Could it be that having been denied any process or place
through which there may be that communication and understanding which
gives life and energy, many people no longer want to challenge or to
question?
Could it be that they are simply walking away, because they
see no hope of change?
But what is it that we need to talk about?
Is it
that there is not sufficient material for an agenda for a meeting
between all Church members?
I think not.
Is it that the issues which might be raised are very controversial,
and that therefore the hierarchy are fearful of engaging in
conversations on matters on which they can make no change, such as
married clergy and women priests, precisely because they can do nothing
other than report back to Rome?
Is it that our Church leaders were not
formed to run a Church in which there is dialogue and because they do
not know what to do, they do nothing?
The reality of course is that there are many other issues which could
profitably form the basis of dialogue between hierarchy and people.
The
issues which I have met in parishes across Ireland include the problems
of an aging clergy, of dwindling congregations, of the need for changes
in diocesan and parish structures, of low clergy morale, of people who
really want to learn more about their Faith but find it difficult to do
so, how to keep our young people in the Church, issues relating to
prayer and the celebration of liturgy.
These are all matters which
affect us all.
Yet there is no comprehensive process through which we
can talk to the decision makers in our Church about the decisions which
they propose to make.
In small groups and occasionally in larger groups there is some
discussion of these things.
But as the formation of the Association of
Catholic Priests (ACP) and of the Association of Catholics in Ireland
(ACI) shows, the current processes quite simply are inadequate.

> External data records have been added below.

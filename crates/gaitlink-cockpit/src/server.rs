//! [`CockpitServer`] – HTTP + WebSocket server for the dashboard UI.
//!
//! Listens on `0.0.0.0:8080` (configurable via [`CockpitServer::with_port`]).
//!
//! * Regular HTTP requests → 200 OK with the embedded dashboard HTML.
//! * WebSocket upgrades → bidirectional bridge to the [`EventBus`].

use std::net::SocketAddr;
use std::sync::Arc;

use futures_util::{SinkExt, StreamExt};
use gaitlink_bridge::bus::{BusPayload, Event, EventBus};
use gaitlink_core::{GaitError, NavCommand, PlaybackCommand};
use serde_json::Value;
use tokio::io::AsyncWriteExt;
use tokio::net::{TcpListener, TcpStream};
use tokio_tungstenite::{accept_async, tungstenite::Message};
use tracing::{error, info, warn};

/// Default TCP port for the cockpit HTTP/WebSocket server.
pub const DEFAULT_PORT: u16 = 8080;

/// The compiled-in dashboard single-page application (HTML + CSS + JS).
const COCKPIT_HTML: &str = include_str!("cockpit.html");

// ---------------------------------------------------------------------------
// CockpitServer
// ---------------------------------------------------------------------------

/// Lightweight HTTP + WebSocket server that serves the dashboard UI and
/// bridges the internal [`EventBus`] to every connected browser.
///
/// # Example
///
/// ```rust,no_run
/// use std::sync::Arc;
/// use gaitlink_bridge::EventBus;
/// use gaitlink_cockpit::CockpitServer;
///
/// #[tokio::main]
/// async fn main() {
///     let bus = Arc::new(EventBus::default());
///     CockpitServer::new(Arc::clone(&bus))
///         .run()
///         .await
///         .expect("cockpit server failed");
/// }
/// ```
pub struct CockpitServer {
    bus: Arc<EventBus>,
    port: u16,
}

impl CockpitServer {
    /// Create a server backed by `bus` on the [`DEFAULT_PORT`].
    pub fn new(bus: Arc<EventBus>) -> Self {
        Self {
            bus,
            port: DEFAULT_PORT,
        }
    }

    /// Override the listening port (builder-style).
    pub fn with_port(mut self, port: u16) -> Self {
        self.port = port;
        self
    }

    /// Return the configured port.
    pub fn port(&self) -> u16 {
        self.port
    }

    /// Start the server.
    ///
    /// Listens for TCP connections and dispatches each one as either a
    /// WebSocket bridge (when the HTTP request contains `Upgrade: websocket`)
    /// or a plain HTTP response serving the dashboard HTML.
    ///
    /// # Errors
    ///
    /// Returns [`GaitError::Transport`] if the TCP listener cannot bind.
    pub async fn run(self) -> Result<(), GaitError> {
        let addr = SocketAddr::from(([0, 0, 0, 0], self.port));
        let listener = TcpListener::bind(addr).await.map_err(|e| GaitError::Transport {
            endpoint: addr.to_string(),
            details: e.to_string(),
        })?;

        info!(port = self.port, "cockpit UI listening");

        loop {
            match listener.accept().await {
                Ok((stream, peer)) => {
                    let bus = Arc::clone(&self.bus);
                    tokio::spawn(async move {
                        if let Err(e) = handle_connection(stream, peer, bus).await {
                            error!(peer = %peer, error = %e, "cockpit client error");
                        }
                    });
                }
                Err(e) => {
                    error!(error = %e, "cockpit accept error");
                }
            }
        }
    }
}

// ---------------------------------------------------------------------------
// Per-connection handler
// ---------------------------------------------------------------------------

async fn handle_connection(
    stream: TcpStream,
    peer: SocketAddr,
    bus: Arc<EventBus>,
) -> Result<(), GaitError> {
    // Peek at the first bytes of the request to decide whether to upgrade
    // to WebSocket or serve the static HTML.  `peek` does not consume the
    // data, so tungstenite's handshaker sees the full HTTP request.
    let mut buf = [0u8; 1024];
    let n = stream.peek(&mut buf).await.map_err(|e| GaitError::Transport {
        endpoint: peer.to_string(),
        details: format!("peek: {e}"),
    })?;

    let header_preview = String::from_utf8_lossy(&buf[..n]);
    let is_ws_upgrade = header_preview.lines().any(|line| {
        line.to_lowercase().starts_with("upgrade:") && line.to_lowercase().contains("websocket")
    });

    if is_ws_upgrade {
        handle_ws(stream, peer, bus).await
    } else {
        serve_html(stream, peer).await
    }
}

// ---------------------------------------------------------------------------
// Plain HTTP: serve the embedded dashboard HTML
// ---------------------------------------------------------------------------

async fn serve_html(mut stream: TcpStream, peer: SocketAddr) -> Result<(), GaitError> {
    let body = COCKPIT_HTML;
    let response = format!(
        "HTTP/1.1 200 OK\r\n\
         Content-Type: text/html; charset=utf-8\r\n\
         Content-Length: {}\r\n\
         Connection: close\r\n\
         \r\n\
         {}",
        body.len(),
        body
    );
    stream
        .write_all(response.as_bytes())
        .await
        .map_err(|e| GaitError::Transport {
            endpoint: peer.to_string(),
            details: format!("HTTP write: {e}"),
        })?;
    Ok(())
}

// ---------------------------------------------------------------------------
// WebSocket: bidirectional EventBus bridge
// ---------------------------------------------------------------------------

async fn handle_ws(
    stream: TcpStream,
    peer: SocketAddr,
    bus: Arc<EventBus>,
) -> Result<(), GaitError> {
    let ws_stream = accept_async(stream).await.map_err(|e| GaitError::Transport {
        endpoint: peer.to_string(),
        details: format!("ws handshake: {e}"),
    })?;
    info!(peer = %peer, "dashboard connected");

    let (mut ws_tx, mut ws_rx) = ws_stream.split();
    let mut bus_rx = bus.subscribe();

    loop {
        tokio::select! {
            // Downstream: EventBus → browser.
            maybe_event = bus_rx.recv() => {
                let Some(event) = maybe_event else {
                    break;
                };
                match serde_json::to_string(&event) {
                    Ok(json) => {
                        if ws_tx.send(Message::Text(json.into())).await.is_err() {
                            break;
                        }
                    }
                    Err(e) => {
                        warn!(error = %e, "event serialization error");
                    }
                }
            }
            // Upstream: browser → EventBus.
            msg = ws_rx.next() => {
                match msg {
                    Some(Ok(Message::Text(text))) => {
                        handle_upstream_frame(text.as_str(), &bus);
                    }
                    Some(Ok(Message::Close(_))) | None => break,
                    Some(Err(_)) => break,
                    _ => {}
                }
            }
        }
    }

    info!(peer = %peer, "dashboard disconnected");
    Ok(())
}

// ---------------------------------------------------------------------------
// Upstream frame parser
// ---------------------------------------------------------------------------

/// Parse an incoming WebSocket text frame from the dashboard browser and
/// inject the appropriate control event onto the [`EventBus`].
///
/// Recognised topics:
///
/// | Topic | Effect |
/// |---|---|
/// | `/preview/control` | Publishes a typed [`PlaybackCommand`] |
/// | `/monitor/nav` | Publishes a typed [`NavCommand`] |
///
/// Unknown or malformed frames are silently ignored.
pub(crate) fn handle_upstream_frame(text: &str, bus: &Arc<EventBus>) {
    let Ok(json) = serde_json::from_str::<Value>(text) else {
        return;
    };

    let topic = json.get("topic").and_then(|t| t.as_str()).unwrap_or("");
    let msg = json.get("msg").cloned().unwrap_or(Value::Null);

    if topic == "/preview/control" {
        if let Ok(command) = serde_json::from_value::<PlaybackCommand>(msg) {
            let event = Event::new("gaitlink-cockpit::client", BusPayload::Playback(command));
            let _ = bus.publish(event);
        }
        return;
    }

    if topic == "/monitor/nav" {
        if let Ok(command) = serde_json::from_value::<NavCommand>(msg) {
            let event = Event::new("gaitlink-cockpit::client", BusPayload::Nav(command));
            let _ = bus.publish(event);
        }
    }
}

// ---------------------------------------------------------------------------
// Tests
// ---------------------------------------------------------------------------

Certain activities and events have the potential to copper-fasten the
view that the hierarchy does not listen to her people – the reported
refusal by the hierarchy to have another meeting with the ACP does not
engender confidence.
Crisis
The Church in Ireland is in crisis.
She will, of course, emerge from
that crisis.
That is our Faith.
However, surely we all have a
responsibility to try to find a way to bring about change?
The Church in
Ireland has much to be proud of in her history.
Change will inevitably
be gradual. Indeed as Teilhard de Chardin said: “Your ideas mature
gradually. Let them grow. Let them shape themselves without undue haste. Do not try to force them on / as though you could be today what time
- that is to say, grace - and circumstances acting on your own good
will will make you tomorrow. Only God could say what this new Spirit gradually forming in you will be. Give our Lord the benefit of believing that his hand is leading you,
and accept the anxiety of feeling yourself in suspense and incomplete. Above all, trust in the slow work of God.”
Trusting the guiding hand, can we accept the slow work of God, but
still move forward as a Church here in Ireland, to a better place?